Please retype each record exactly as it stands below.

Collected data
════════════════════

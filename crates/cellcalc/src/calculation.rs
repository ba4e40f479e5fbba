//! Dependency-aware calculation engine
//!
//! Formula values are computed on demand and kept in the configured
//! [`CacheBackend`](cellcalc_formula::CacheBackend). Every read a formula
//! makes while it is evaluated is recorded as a precedent, so an edit dirties
//! exactly the cells that (transitively) read the edited cell.
//!
//! # Example
//!
//! ```rust
//! use cellcalc::prelude::*;
//!
//! let mut sheet = Spreadsheet::new();
//! sheet.set_cell_value(0, "A1", 10.0).unwrap();
//! sheet.set_cell_value(0, "A2", 20.0).unwrap();
//! sheet.set_cell_formula(0, "A3", "=A1+A2").unwrap();
//!
//! assert_eq!(sheet.calculated_value(0, "A3").unwrap(), FormulaValue::Number(30.0));
//!
//! sheet.set_cell_value(0, "A1", 15.0).unwrap();
//! assert_eq!(sheet.calculated_value(0, "A3").unwrap(), FormulaValue::Number(35.0));
//! ```

use std::sync::Arc;

use ahash::{AHashMap, AHashSet};
use cellcalc_core::{CellAddress, CellError, CellValue, Error, Result, Workbook, Worksheet};
use cellcalc_formula::{
    evaluate, CellKey, CellReference, DependencyGraph, EngineConfig, EvaluationContext,
    FormulaResult, FormulaValue, Grid, Program, RangeKey, RangeReference,
};
use tracing::{debug, info, trace, warn};

/// Options for calculation
#[derive(Debug, Clone, PartialEq)]
pub struct CalculationOptions {
    /// Resolve circular references by iteration instead of `#CALC!`
    pub iterative: bool,
    /// Maximum iterations for circular references (default: 100)
    pub max_iterations: u32,
    /// Maximum change threshold for convergence (default: 0.001)
    pub max_change: f64,
}

impl Default for CalculationOptions {
    fn default() -> Self {
        Self {
            iterative: false,
            max_iterations: 100,
            max_change: 0.001,
        }
    }
}

impl CalculationOptions {
    /// Default options with iterative calculation switched on
    pub fn iterative() -> Self {
        Self {
            iterative: true,
            ..Self::default()
        }
    }
}

/// Statistics from a calculation run
#[derive(Debug, Clone, Default, PartialEq)]
pub struct CalculationStats {
    /// Total number of formula cells
    pub formula_count: usize,
    /// Number of formula evaluations performed
    pub cells_calculated: usize,
    /// Largest number of passes any circular reference needed
    pub iterations: u32,
    /// Number of formula cells on a circular reference
    pub circular_references: usize,
    /// Number of formula cells calling a volatile function
    pub volatile_cells: usize,
    /// Number of formula cells whose value is an error
    pub errors: usize,
    /// Whether every circular reference converged
    pub converged: bool,
}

════════════════════

▸ Answer area:
filename crates/cellcalc/src/calculation.rs
repository ba4e40f479e5fbba
//! Dependency-aware calculation engine
//!
//! Formula values are computed on demand and kept in the configured
//! [`CacheBackend`](cellcalc_formula::CacheBackend). Every read a formula
//! makes while it is evaluated is recorded as a precedent, so an edit dirties
//! exactly the cells that (transitively) read the edited cell.
//!
//! # Example
//!
//! ```rust
//! use cellcalc::prelude::*;
//!
//! let mut sheet = Spreadsheet::new();
//! sheet.set_cell_value(0, "A1", 10.0).unwrap();
//! sheet.set_cell_value(0, "A2", 20.0).unwrap();
//! sheet.set_cell_formula(0, "A3", "=A1+A2").unwrap();
//!
//! assert_eq!(sheet.calculated_value(0, "A3").unwrap(), FormulaValue::Number(30.0));
//!
//! sheet.set_cell_value(0, "A1", 15.0).unwrap();
//! assert_eq!(sheet.calculated_value(0, "A3").unwrap(), FormulaValue::Number(35.0));
//! ```

use std::sync::Arc;

use ahash::{AHashMap, AHashSet};
use cellcalc_core::{CellAddress, CellError, CellValue, Error, Result, Workbook, Worksheet};
use cellcalc_formula::{
    evaluate, CellKey, CellReference, DependencyGraph, EngineConfig, EvaluationContext,
    FormulaResult, FormulaValue, Grid, Program, RangeKey, RangeReference,
};
use tracing::{debug, info, trace, warn};

/// Options for calculation
#[derive(Debug, Clone, PartialEq)]
pub struct CalculationOptions {
    /// Resolve circular references by iteration instead of `#CALC!`
    pub iterative: bool,
    /// Maximum iterations for circular references (default: 100)
    pub max_iterations: u32,
    /// Maximum change threshold for convergence (default: 0.001)
    pub max_change: f64,
}

impl Default for CalculationOptions {
    fn default() -> Self {
        Self {
            iterative: false,
            max_iterations: 100,
            max_change: 0.001,
        }
    }
}

impl CalculationOptions {
    /// Default options with iterative calculation switched on
    pub fn iterative() -> Self {
        Self {
            iterative: true,
            ..Self::default()
        }
    }
}

/// Statistics from a calculation run
#[derive(Debug, Clone, Default, PartialEq)]
pub struct CalculationStats {
    /// Total number of formula cells
    pub formula_count: usize,
    /// Number of formula evaluations performed
    pub cells_calculated: usize,
    /// Largest number of passes any circular reference needed
    pub iterations: u32,
    /// Number of formula cells on a circular reference
    pub circular_references: usize,
    /// Number of formula cells calling a volatile function
    pub volatile_cells: usize,
    /// Number of formula cells whose value is an error
    pub errors: usize,
    /// Whether every circular reference converged
    pub converged: bool,
}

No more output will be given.